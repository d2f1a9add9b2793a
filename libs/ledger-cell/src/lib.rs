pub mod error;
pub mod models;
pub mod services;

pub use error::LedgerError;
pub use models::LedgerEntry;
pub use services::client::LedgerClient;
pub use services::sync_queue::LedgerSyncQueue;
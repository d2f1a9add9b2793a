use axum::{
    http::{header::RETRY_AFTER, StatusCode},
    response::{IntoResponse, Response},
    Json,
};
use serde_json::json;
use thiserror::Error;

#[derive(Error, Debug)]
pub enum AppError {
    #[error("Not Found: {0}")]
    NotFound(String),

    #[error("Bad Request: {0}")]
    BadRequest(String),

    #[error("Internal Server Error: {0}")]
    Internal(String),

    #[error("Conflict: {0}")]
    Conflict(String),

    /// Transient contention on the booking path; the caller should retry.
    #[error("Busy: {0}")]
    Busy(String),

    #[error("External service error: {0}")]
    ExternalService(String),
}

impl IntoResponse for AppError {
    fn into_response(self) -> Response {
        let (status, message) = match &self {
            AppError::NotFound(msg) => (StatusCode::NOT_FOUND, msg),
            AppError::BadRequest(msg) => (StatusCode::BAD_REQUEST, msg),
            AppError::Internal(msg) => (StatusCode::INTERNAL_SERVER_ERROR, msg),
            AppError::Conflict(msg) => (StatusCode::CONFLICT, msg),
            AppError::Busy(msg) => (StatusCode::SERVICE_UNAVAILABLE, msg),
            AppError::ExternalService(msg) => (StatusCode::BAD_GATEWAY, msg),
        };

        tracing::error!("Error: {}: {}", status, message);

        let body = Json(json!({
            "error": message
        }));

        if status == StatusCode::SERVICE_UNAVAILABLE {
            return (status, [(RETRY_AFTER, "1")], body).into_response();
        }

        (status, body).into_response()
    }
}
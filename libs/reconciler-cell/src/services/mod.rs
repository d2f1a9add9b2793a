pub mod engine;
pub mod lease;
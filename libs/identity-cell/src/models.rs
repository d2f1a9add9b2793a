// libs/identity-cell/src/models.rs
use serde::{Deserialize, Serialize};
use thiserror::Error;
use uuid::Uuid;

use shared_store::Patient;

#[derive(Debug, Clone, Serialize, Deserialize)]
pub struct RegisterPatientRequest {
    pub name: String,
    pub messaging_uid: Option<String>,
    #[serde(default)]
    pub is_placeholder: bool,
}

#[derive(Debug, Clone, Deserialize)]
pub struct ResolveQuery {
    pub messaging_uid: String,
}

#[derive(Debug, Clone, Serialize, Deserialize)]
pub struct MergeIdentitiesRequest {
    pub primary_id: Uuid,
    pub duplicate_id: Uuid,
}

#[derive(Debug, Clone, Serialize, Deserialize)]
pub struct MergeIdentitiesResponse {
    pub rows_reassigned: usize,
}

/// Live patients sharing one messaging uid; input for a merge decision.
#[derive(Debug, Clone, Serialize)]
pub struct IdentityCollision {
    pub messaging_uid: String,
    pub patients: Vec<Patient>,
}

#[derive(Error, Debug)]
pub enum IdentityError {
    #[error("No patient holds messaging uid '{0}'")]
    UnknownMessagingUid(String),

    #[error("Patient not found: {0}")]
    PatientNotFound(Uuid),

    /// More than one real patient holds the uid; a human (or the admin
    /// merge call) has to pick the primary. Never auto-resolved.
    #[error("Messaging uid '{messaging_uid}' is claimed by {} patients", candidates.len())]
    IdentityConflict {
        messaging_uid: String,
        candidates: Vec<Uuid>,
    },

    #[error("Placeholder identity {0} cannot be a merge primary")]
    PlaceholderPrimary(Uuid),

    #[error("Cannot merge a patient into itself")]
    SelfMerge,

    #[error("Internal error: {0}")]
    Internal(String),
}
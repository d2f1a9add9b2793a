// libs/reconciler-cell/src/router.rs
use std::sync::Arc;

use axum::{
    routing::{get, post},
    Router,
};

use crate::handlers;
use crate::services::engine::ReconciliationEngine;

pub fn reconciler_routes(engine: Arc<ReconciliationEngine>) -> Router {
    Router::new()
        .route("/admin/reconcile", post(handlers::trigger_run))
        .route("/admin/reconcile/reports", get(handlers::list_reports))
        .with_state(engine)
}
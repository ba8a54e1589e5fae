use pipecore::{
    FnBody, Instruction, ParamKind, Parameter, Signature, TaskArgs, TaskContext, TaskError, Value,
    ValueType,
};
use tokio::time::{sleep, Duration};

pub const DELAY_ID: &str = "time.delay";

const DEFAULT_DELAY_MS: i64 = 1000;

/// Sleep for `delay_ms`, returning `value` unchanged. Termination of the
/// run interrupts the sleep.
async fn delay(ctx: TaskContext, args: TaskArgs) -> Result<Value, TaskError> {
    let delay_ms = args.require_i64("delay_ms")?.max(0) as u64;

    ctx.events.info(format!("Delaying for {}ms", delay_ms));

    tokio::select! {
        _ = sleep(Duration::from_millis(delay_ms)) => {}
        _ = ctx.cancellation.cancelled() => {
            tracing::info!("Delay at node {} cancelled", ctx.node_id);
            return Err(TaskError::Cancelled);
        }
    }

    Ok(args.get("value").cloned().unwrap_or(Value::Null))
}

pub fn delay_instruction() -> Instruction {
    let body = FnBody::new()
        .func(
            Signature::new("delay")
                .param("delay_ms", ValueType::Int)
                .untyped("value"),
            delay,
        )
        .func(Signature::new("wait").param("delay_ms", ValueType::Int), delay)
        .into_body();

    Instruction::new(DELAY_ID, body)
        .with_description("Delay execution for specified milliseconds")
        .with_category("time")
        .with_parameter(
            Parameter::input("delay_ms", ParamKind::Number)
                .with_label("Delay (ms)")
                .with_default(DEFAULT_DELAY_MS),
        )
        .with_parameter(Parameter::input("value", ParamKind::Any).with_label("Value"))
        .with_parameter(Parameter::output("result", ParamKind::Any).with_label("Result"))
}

════════════════════

[Requirement]: Looking at the data above, write out exactly the lines that start at the one containing "let (status, message)" and end at the one containing "#[serde(default)]"; include both and nothing beyond.

[Exercise result]:
        let (status, message) = match &self {
            AppError::NotFound(msg) => (StatusCode::NOT_FOUND, msg),
            AppError::BadRequest(msg) => (StatusCode::BAD_REQUEST, msg),
            AppError::Internal(msg) => (StatusCode::INTERNAL_SERVER_ERROR, msg),
            AppError::Conflict(msg) => (StatusCode::CONFLICT, msg),
            AppError::Busy(msg) => (StatusCode::SERVICE_UNAVAILABLE, msg),
            AppError::ExternalService(msg) => (StatusCode::BAD_GATEWAY, msg),
        };

        tracing::error!("Error: {}: {}", status, message);

        let body = Json(json!({
            "error": message
        }));

        if status == StatusCode::SERVICE_UNAVAILABLE {
            return (status, [(RETRY_AFTER, "1")], body).into_response();
        }

        (status, body).into_response()
    }
}
filename libs/reconciler-cell/src/services/mod.rs
repository d2f1a9add9b2793a
pub mod engine;
pub mod lease;
filename libs/identity-cell/src/models.rs
repository d2f1a9add9b2793a
// libs/identity-cell/src/models.rs
use serde::{Deserialize, Serialize};
use thiserror::Error;
use uuid::Uuid;

use shared_store::Patient;

#[derive(Debug, Clone, Serialize, Deserialize)]
pub struct RegisterPatientRequest {
    pub name: String,
    pub messaging_uid: Option<String>,
    #[serde(default)]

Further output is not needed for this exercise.